Stored data entries:

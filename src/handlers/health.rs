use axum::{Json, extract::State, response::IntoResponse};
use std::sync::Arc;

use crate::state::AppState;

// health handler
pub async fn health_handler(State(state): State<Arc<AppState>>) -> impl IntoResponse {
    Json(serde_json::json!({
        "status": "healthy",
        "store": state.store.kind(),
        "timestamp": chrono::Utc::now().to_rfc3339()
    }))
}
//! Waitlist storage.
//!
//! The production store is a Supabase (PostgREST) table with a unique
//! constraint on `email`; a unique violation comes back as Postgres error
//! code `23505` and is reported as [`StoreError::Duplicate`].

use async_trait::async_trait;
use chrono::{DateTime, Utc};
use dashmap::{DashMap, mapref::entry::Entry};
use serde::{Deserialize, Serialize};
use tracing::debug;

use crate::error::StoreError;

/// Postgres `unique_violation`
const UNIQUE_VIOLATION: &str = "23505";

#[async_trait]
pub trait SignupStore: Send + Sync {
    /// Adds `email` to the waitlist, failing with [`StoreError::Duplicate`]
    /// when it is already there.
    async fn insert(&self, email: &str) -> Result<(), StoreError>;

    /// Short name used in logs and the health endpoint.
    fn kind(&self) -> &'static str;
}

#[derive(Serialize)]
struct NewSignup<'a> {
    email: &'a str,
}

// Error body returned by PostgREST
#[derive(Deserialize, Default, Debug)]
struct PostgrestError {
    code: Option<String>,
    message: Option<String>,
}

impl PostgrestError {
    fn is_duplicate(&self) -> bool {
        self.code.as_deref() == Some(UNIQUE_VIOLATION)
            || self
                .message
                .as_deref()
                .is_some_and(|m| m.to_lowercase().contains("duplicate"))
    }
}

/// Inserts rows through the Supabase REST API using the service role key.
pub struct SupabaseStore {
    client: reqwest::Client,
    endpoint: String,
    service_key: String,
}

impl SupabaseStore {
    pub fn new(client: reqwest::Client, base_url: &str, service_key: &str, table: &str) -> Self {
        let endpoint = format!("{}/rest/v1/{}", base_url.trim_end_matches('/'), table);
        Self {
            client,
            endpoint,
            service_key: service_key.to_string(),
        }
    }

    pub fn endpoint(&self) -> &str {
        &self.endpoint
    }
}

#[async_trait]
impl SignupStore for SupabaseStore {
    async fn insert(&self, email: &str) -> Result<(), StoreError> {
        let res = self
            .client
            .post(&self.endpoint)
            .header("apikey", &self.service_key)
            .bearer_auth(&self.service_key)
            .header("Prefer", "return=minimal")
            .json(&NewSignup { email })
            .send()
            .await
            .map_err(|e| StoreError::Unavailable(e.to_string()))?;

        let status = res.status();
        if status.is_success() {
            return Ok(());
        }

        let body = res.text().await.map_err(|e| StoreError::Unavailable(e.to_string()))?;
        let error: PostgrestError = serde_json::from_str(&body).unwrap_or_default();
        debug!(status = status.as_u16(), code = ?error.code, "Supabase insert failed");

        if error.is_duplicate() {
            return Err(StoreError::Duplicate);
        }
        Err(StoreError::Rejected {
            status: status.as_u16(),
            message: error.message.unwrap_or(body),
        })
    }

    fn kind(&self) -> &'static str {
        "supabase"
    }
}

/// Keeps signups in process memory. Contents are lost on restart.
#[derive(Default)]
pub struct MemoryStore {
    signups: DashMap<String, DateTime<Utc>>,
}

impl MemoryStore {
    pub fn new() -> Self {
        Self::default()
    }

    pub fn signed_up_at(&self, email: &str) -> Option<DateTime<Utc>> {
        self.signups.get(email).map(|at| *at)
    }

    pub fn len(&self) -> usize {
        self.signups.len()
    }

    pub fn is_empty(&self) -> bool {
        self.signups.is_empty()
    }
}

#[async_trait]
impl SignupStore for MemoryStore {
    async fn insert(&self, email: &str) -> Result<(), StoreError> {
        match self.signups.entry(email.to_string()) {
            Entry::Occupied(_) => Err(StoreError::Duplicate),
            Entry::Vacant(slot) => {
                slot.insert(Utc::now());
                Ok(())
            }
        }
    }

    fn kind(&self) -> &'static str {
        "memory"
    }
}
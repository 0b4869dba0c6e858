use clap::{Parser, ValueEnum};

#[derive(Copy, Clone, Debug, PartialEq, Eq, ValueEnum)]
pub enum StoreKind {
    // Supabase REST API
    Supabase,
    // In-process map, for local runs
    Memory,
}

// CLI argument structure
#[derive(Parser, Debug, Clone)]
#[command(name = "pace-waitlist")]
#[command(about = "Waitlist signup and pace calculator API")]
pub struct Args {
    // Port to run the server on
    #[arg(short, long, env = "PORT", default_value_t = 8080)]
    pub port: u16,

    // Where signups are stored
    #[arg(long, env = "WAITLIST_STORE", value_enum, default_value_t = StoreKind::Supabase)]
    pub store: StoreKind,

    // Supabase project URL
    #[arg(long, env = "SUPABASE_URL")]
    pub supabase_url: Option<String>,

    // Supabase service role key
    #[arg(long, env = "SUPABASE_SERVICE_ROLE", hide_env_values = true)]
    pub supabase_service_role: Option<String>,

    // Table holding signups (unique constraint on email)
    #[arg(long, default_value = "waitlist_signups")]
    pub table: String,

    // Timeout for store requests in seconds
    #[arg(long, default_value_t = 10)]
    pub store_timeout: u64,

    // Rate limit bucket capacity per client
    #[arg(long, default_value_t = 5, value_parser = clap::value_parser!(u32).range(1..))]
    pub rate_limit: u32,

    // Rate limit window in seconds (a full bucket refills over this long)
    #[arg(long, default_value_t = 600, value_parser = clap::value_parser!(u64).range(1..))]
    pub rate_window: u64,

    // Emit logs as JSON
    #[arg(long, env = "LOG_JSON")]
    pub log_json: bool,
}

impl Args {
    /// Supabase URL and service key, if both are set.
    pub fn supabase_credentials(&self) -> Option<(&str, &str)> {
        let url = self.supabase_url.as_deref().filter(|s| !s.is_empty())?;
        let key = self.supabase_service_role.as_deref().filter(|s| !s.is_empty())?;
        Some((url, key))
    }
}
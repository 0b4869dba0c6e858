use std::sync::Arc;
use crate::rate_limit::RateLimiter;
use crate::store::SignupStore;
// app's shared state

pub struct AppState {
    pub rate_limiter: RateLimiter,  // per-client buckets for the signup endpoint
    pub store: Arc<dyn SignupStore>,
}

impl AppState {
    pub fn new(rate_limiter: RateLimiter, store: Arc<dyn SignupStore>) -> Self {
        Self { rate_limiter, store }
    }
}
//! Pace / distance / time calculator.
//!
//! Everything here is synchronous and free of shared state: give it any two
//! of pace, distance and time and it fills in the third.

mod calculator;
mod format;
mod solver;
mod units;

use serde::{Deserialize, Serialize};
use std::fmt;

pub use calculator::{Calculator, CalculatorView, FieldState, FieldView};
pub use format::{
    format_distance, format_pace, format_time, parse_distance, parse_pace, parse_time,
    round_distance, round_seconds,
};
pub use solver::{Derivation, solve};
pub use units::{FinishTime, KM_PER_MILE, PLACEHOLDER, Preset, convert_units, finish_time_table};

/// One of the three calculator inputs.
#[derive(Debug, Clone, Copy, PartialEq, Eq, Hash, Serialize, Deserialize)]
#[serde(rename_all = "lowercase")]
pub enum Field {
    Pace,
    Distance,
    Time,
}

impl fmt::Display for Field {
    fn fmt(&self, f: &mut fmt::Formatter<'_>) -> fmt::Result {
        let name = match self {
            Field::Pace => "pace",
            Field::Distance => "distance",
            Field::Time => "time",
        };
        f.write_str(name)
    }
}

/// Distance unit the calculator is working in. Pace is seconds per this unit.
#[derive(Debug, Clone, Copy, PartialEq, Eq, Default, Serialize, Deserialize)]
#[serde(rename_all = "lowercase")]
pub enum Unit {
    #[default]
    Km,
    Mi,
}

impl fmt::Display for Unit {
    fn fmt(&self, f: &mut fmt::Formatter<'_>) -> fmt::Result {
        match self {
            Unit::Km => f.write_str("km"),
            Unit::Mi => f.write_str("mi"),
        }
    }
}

*Task item*
When you reach the line containing "three calculator inputs." in the data above, start copying exactly, and stop after the line containing "per this unit.".

*Output for this exercise*
/// One of the three calculator inputs.
#[derive(Debug, Clone, Copy, PartialEq, Eq, Hash, Serialize, Deserialize)]
#[serde(rename_all = "lowercase")]
pub enum Field {
    Pace,
    Distance,
    Time,
}

impl fmt::Display for Field {
    fn fmt(&self, f: &mut fmt::Formatter<'_>) -> fmt::Result {
        let name = match self {
            Field::Pace => "pace",
            Field::Distance => "distance",
            Field::Time => "time",
        };
        f.write_str(name)
    }
}

/// Distance unit the calculator is working in. Pace is seconds per this unit.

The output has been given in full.